--- AIM OF THE EXERCISE ---
Within the entries below, every line containing "height" is to be copied.

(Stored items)

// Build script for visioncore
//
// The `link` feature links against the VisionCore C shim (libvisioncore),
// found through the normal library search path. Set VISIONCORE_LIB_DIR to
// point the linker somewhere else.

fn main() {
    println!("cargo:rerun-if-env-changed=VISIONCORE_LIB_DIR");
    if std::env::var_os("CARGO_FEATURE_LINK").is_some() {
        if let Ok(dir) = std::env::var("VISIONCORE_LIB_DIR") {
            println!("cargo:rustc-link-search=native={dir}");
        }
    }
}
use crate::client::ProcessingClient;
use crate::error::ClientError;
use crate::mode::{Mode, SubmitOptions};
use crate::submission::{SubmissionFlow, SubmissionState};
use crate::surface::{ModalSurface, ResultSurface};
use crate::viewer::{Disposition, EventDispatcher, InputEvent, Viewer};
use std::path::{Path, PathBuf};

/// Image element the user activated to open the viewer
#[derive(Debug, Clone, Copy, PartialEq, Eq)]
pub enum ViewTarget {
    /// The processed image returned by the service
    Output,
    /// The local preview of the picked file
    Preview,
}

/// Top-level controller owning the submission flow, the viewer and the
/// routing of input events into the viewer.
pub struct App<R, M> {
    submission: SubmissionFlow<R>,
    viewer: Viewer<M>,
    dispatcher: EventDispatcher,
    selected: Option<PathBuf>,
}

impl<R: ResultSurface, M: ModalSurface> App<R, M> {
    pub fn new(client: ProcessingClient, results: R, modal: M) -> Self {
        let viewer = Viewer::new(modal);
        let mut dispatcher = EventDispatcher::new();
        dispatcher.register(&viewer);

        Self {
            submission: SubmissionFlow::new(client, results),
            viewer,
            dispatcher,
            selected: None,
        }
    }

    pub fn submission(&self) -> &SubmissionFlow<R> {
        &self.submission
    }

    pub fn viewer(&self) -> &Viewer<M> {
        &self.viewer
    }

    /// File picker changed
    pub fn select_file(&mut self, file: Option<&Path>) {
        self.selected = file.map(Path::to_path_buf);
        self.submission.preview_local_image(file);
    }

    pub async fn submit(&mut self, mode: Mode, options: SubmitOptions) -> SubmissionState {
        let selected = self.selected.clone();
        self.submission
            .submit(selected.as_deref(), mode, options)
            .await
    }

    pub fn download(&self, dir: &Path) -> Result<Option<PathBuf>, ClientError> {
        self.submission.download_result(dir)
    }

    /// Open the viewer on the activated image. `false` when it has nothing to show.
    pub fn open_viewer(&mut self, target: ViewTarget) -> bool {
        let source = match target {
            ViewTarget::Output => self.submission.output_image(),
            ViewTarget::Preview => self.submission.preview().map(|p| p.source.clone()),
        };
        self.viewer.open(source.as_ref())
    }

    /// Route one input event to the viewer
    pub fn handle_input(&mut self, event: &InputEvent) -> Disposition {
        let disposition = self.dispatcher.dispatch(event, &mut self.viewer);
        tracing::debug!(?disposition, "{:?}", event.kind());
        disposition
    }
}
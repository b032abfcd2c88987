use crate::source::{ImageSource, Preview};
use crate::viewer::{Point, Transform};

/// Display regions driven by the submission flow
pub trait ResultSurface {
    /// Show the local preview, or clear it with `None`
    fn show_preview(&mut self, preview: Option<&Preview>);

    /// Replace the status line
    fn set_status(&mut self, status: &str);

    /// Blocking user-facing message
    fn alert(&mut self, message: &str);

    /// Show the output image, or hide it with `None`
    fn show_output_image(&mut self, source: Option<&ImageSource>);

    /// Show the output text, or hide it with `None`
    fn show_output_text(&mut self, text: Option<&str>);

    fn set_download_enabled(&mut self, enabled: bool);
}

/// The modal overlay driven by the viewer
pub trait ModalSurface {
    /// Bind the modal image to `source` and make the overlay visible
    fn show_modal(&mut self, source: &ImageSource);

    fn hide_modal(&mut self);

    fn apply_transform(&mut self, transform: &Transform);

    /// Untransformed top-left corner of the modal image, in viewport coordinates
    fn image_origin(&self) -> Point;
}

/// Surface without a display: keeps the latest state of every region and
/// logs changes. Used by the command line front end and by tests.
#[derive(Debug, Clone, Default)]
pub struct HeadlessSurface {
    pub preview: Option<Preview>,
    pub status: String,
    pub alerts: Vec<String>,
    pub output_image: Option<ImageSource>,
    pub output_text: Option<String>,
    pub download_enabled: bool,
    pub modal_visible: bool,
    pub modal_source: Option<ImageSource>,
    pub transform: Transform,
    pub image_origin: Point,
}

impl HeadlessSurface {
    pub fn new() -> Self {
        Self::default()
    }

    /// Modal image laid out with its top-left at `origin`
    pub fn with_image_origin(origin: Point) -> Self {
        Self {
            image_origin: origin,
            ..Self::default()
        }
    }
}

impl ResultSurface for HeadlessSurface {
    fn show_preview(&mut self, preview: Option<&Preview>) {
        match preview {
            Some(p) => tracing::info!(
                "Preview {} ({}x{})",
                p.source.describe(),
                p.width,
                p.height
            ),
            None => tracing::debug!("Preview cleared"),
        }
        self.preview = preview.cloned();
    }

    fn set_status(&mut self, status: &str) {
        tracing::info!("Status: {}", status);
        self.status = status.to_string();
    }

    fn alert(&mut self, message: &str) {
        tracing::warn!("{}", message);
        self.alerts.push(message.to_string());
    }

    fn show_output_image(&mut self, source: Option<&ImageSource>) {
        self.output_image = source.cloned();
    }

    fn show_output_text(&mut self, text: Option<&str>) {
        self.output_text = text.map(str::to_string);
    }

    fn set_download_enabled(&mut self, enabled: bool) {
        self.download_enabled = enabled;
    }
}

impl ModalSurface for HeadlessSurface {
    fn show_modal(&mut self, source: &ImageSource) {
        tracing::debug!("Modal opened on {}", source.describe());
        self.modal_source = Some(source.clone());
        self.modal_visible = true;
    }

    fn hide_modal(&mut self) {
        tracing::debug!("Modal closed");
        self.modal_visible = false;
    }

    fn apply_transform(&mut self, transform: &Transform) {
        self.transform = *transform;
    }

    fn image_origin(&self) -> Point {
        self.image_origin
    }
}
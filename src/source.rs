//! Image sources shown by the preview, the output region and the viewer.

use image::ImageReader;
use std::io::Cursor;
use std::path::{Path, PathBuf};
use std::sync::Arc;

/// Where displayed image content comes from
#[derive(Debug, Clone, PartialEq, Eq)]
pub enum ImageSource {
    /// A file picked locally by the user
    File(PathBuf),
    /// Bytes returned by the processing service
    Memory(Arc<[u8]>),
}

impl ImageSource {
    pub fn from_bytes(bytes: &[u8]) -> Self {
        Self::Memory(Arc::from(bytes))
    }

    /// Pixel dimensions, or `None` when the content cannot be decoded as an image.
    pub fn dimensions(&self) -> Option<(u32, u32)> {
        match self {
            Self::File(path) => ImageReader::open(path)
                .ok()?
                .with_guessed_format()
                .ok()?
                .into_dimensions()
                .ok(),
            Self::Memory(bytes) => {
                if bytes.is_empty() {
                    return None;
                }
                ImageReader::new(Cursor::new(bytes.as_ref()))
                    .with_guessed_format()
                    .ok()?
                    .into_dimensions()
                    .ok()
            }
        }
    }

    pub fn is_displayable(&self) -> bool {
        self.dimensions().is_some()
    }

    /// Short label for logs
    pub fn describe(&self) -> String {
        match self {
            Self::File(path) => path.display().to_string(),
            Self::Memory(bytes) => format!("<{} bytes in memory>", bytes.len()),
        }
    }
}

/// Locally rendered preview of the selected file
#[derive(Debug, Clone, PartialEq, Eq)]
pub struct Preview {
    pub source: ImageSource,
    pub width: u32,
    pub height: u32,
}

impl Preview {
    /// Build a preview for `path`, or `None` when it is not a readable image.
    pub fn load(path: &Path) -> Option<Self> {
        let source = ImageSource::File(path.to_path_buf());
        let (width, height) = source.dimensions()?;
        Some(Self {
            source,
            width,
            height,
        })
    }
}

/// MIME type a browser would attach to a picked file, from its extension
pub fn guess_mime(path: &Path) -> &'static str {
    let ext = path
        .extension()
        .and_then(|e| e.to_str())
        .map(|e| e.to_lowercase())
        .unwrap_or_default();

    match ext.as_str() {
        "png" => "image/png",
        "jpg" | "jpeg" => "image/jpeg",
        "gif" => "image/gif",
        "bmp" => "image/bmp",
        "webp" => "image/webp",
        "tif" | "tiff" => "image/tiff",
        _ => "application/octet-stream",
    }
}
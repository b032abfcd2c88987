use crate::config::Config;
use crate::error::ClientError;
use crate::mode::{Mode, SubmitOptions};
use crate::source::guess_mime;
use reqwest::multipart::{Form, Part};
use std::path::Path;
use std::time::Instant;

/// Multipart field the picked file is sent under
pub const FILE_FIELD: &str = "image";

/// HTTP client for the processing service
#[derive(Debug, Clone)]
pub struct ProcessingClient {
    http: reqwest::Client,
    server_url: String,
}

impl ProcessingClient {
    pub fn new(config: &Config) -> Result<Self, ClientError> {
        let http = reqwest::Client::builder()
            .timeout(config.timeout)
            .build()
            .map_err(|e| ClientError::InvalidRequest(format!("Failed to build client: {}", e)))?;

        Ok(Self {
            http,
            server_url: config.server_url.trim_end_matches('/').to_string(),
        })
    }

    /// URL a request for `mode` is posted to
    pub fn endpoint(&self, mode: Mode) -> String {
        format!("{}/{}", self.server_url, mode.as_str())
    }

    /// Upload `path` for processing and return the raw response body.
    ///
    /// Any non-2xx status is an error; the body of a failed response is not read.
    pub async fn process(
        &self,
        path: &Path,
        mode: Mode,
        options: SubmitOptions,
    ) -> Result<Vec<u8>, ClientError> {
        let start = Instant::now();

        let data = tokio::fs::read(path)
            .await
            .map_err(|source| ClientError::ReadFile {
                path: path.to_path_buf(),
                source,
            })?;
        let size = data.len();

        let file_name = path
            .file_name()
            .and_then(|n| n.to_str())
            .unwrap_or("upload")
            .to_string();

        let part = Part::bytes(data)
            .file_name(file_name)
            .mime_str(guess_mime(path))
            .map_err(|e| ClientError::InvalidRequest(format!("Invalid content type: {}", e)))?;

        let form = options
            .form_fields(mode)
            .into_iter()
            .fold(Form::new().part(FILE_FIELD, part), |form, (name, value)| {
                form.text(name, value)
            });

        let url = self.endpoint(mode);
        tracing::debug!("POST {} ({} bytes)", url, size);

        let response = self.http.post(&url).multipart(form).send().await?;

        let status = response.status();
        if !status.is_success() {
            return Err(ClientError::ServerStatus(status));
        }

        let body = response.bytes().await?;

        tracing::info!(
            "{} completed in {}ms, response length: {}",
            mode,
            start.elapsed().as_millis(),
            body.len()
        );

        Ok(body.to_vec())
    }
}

...

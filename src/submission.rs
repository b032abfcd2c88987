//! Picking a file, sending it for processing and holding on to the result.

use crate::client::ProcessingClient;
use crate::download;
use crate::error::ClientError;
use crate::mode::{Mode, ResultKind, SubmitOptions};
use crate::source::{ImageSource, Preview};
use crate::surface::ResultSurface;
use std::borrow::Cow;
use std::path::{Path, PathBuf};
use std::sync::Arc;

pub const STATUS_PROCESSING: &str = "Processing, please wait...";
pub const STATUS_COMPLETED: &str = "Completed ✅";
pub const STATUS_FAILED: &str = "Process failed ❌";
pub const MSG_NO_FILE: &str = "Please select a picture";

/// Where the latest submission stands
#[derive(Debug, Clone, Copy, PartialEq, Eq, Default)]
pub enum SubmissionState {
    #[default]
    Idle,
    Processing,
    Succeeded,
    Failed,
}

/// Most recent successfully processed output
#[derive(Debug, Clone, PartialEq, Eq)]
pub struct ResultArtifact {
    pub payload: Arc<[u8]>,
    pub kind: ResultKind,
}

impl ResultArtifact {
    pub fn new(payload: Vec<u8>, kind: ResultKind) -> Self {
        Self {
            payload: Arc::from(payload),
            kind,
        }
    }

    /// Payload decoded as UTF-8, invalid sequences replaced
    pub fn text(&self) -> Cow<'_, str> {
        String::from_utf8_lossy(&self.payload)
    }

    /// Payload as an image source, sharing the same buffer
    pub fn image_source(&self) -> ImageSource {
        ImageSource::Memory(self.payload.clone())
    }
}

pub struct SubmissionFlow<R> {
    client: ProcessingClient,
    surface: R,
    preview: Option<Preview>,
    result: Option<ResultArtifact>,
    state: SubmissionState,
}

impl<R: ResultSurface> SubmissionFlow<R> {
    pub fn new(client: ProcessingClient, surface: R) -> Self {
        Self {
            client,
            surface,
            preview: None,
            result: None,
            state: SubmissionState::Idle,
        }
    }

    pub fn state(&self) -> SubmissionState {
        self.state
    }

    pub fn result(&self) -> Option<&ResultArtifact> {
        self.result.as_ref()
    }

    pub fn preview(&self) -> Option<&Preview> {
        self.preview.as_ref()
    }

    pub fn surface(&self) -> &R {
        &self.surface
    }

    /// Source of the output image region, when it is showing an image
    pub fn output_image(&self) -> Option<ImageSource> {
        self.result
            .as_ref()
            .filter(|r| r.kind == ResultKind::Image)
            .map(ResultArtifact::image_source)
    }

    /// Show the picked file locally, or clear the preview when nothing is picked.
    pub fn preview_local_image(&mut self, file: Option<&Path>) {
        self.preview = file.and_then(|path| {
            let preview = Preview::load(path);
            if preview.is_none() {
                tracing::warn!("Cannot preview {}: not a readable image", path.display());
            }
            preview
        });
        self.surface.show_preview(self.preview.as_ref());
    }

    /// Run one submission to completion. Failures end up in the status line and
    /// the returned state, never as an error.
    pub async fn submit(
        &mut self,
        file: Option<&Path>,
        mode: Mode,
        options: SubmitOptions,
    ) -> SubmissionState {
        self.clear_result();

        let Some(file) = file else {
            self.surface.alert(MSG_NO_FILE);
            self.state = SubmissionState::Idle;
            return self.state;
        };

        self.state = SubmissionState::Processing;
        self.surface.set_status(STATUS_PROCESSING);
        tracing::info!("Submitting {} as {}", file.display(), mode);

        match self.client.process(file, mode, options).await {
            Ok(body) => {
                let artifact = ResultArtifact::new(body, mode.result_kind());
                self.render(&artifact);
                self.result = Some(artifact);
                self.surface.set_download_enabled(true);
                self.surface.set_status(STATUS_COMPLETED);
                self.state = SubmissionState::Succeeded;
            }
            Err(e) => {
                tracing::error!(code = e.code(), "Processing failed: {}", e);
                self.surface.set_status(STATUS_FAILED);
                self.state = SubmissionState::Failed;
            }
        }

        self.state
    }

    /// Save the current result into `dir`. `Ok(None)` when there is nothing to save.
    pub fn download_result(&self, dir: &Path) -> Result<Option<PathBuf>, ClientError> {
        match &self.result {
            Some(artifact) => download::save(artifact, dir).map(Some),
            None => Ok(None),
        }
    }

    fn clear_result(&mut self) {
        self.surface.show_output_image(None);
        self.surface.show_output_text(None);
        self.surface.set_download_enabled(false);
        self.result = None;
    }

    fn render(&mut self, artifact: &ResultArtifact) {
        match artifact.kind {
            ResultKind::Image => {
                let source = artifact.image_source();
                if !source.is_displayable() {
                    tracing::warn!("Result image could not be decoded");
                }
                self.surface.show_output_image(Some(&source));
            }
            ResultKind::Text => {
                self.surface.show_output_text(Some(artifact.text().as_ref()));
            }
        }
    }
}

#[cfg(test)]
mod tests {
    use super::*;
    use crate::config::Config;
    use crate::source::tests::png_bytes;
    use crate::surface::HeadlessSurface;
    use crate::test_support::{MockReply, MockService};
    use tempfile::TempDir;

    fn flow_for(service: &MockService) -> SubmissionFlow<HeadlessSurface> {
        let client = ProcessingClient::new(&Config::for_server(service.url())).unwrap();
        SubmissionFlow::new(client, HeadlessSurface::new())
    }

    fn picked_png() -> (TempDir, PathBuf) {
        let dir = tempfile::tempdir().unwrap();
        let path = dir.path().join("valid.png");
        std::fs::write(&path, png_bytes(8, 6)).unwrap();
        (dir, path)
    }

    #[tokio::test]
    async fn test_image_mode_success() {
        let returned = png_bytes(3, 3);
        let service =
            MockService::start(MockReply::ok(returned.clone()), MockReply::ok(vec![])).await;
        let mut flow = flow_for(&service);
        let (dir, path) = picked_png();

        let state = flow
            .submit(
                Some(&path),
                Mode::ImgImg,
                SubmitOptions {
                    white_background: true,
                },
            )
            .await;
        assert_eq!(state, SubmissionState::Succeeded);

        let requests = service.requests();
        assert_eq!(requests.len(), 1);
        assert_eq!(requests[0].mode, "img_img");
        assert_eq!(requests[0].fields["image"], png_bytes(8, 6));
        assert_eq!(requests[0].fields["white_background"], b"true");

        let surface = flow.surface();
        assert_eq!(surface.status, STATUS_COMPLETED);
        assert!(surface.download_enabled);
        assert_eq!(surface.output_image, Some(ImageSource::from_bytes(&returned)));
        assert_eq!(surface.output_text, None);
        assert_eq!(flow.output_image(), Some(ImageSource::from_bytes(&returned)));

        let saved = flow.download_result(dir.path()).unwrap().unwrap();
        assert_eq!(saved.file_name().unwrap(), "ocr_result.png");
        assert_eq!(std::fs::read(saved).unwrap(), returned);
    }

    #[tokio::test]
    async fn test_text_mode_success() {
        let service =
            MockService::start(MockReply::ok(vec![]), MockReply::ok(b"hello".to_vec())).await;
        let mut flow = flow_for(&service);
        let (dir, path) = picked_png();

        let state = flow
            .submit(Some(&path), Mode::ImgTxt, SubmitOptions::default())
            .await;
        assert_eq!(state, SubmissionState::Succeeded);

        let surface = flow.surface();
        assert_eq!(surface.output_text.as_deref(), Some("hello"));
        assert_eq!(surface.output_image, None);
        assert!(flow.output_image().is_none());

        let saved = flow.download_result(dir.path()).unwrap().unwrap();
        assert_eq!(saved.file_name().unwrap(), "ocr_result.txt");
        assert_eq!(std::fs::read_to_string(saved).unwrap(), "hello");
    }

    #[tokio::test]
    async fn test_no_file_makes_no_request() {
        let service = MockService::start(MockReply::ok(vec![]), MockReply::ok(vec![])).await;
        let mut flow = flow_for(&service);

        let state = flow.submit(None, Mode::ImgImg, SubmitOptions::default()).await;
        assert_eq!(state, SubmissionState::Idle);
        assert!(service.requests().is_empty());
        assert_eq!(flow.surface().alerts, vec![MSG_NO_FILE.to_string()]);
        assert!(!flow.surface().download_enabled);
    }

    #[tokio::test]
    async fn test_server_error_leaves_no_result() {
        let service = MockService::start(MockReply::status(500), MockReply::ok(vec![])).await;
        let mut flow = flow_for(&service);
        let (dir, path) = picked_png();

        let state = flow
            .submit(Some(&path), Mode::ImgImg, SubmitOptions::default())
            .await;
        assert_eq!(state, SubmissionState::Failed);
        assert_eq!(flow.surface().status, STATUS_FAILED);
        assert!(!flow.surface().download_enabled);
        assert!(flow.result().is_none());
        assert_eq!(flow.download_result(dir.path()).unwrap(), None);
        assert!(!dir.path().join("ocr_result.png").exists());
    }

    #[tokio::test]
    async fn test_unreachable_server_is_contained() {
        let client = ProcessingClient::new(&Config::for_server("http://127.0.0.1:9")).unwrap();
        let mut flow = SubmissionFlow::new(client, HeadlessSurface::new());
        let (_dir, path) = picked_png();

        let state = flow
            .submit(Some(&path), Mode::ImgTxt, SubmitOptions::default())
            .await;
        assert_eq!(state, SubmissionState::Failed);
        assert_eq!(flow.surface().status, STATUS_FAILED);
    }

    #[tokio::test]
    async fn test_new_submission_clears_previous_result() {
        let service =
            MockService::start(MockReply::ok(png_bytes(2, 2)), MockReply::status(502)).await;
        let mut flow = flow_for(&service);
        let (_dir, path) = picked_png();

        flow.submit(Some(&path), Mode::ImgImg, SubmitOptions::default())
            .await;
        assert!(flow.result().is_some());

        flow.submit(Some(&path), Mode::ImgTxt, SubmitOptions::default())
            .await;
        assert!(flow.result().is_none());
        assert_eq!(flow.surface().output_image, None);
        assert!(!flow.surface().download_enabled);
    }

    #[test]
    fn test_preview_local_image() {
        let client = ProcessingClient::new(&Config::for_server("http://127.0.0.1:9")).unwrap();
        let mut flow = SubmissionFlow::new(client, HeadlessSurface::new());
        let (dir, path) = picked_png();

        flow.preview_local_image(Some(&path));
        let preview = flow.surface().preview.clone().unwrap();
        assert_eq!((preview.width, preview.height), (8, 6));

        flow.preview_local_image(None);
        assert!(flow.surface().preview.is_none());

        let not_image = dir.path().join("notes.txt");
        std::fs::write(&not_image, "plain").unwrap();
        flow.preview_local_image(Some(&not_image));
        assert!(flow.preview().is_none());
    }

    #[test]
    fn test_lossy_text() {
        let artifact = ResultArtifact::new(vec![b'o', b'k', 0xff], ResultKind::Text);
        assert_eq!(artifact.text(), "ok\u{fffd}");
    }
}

--- COMPLETED TASK ---
                p.height
    pub height: u32,
        let (width, height) = source.dimensions()?;
            height,
        assert_eq!((preview.width, preview.height), (8, 6));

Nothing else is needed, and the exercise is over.